### [TASK INSTRUCTIONS]
Your whole answer should be the number of lines in the material below that include the word "head".

### [DATA PROVIDED]

========================================

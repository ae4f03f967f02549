use std::path::Path;
use std::sync::Arc;

use hmc_core::errors::HmcError;
use hmc_core::{Action, Configuration, HubbardGaugeAction, Lattice, Store};
use hmc_evolve::config::RunConfig;
use hmc_evolve::{latest_checkpoint, read_trajectory, resume, run};
use tempfile::tempdir;

fn config(path: &Path, trajectories: usize) -> RunConfig {
    let yaml = format!(
        r#"
trajectories: {trajectories}
seed_policy:
  master_seed: 7
evolver:
  type: const-step-leapfrog
  step_length: 0.1
  steps: 10
checkpoint:
  interval: 4
  trajectory_interval: 2
progress_interval: 5
output:
  store_path: {}
"#,
        path.display()
    );
    RunConfig::from_yaml_str(&yaml).unwrap()
}

fn collaborators() -> (Arc<dyn Action>, Arc<Lattice>) {
    (
        Arc::new(HubbardGaugeAction::new(1.0).unwrap()),
        Arc::new(Lattice::ring(1, 4, 1.0).unwrap()),
    )
}

fn initial() -> Configuration {
    Configuration::from_real(&[0.3, -0.2, 0.5, 0.1])
}

#[test]
fn run_writes_trajectories_and_checkpoints() {
    let dir = tempdir().unwrap();
    let path = dir.path().join("run.json");
    let (action, lattice) = collaborators();
    let summary = run(&config(&path, 10), &initial(), action, lattice).unwrap();
    assert_eq!(summary.trajectories, 10);

    let store = Store::load(&path).unwrap();
    for itr in [0, 2, 4, 6, 8, 9] {
        assert!(store.group_exists(&format!("configuration/{itr}")));
    }
    assert!(!store.group_exists("configuration/1"));
    for itr in [0, 4, 8, 9] {
        assert!(store.group_exists(&format!("checkpoint/{itr}")));
    }
    assert_eq!(latest_checkpoint(&store, "checkpoint"), Some(9));
    assert_eq!(read_trajectory(&store, "checkpoint/9/cfg").unwrap(), summary.record);
}

#[test]
fn run_refuses_existing_store() {
    let dir = tempdir().unwrap();
    let path = dir.path().join("run.json");
    Store::new().save(&path).unwrap();
    let (action, lattice) = collaborators();
    let err = run(&config(&path, 4), &initial(), action, lattice).unwrap_err();
    assert!(matches!(err, HmcError::StoreCollision(_)));
}

#[test]
fn extending_a_run_matches_a_single_long_run() {
    let dir = tempdir().unwrap();
    let (action, lattice) = collaborators();

    let long_path = dir.path().join("long.json");
    let long = run(
        &config(&long_path, 16),
        &initial(),
        Arc::clone(&action),
        Arc::clone(&lattice),
    )
    .unwrap();

    let split_path = dir.path().join("split.json");
    let head = run(
        &config(&split_path, 10),
        &initial(),
        Arc::clone(&action),
        Arc::clone(&lattice),
    )
    .unwrap();
    let tail = resume(&config(&split_path, 16), action, lattice).unwrap();

    assert_eq!(tail.trajectories, 6);
    let mut points = head.traj_points.clone();
    points.extend(&tail.traj_points);
    assert_eq!(points, long.traj_points);
    assert_eq!(tail.record, long.record);
    assert_eq!(tail.final_configuration_hash, long.final_configuration_hash);
}

#[test]
fn resuming_a_complete_run_is_a_no_op() {
    let dir = tempdir().unwrap();
    let path = dir.path().join("run.json");
    let (action, lattice) = collaborators();
    let done = run(
        &config(&path, 6),
        &initial(),
        Arc::clone(&action),
        Arc::clone(&lattice),
    )
    .unwrap();

    let again = resume(&config(&path, 6), action, lattice).unwrap();
    assert_eq!(again.trajectories, 0);
    assert_eq!(again.record, done.record);
}

#[test]
fn resume_without_store_fails() {
    let dir = tempdir().unwrap();
    let (action, lattice) = collaborators();
    let err = resume(&config(&dir.path().join("absent.json"), 4), action, lattice).unwrap_err();
    assert_eq!(err.info().code, "store-read");
}

#[test]
fn resume_requires_checkpoints() {
    let dir = tempdir().unwrap();
    let path = dir.path().join("run.json");
    let (action, lattice) = collaborators();
    run(
        &config(&path, 6),
        &initial(),
        Arc::clone(&action),
        Arc::clone(&lattice),
    )
    .unwrap();

    let mut extend = config(&path, 12);
    extend.checkpoint.interval = 0;
    let err = resume(&extend, action, lattice).unwrap_err();
    assert!(matches!(err, HmcError::Config(_)));
    assert_eq!(err.info().context["field"], "checkpoint.interval");

    let store = Store::load(&path).unwrap();
    assert_eq!(latest_checkpoint(&store, "configuration"), Some(5));
}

========================================

### [RESPONSE TO THIS TASK]
2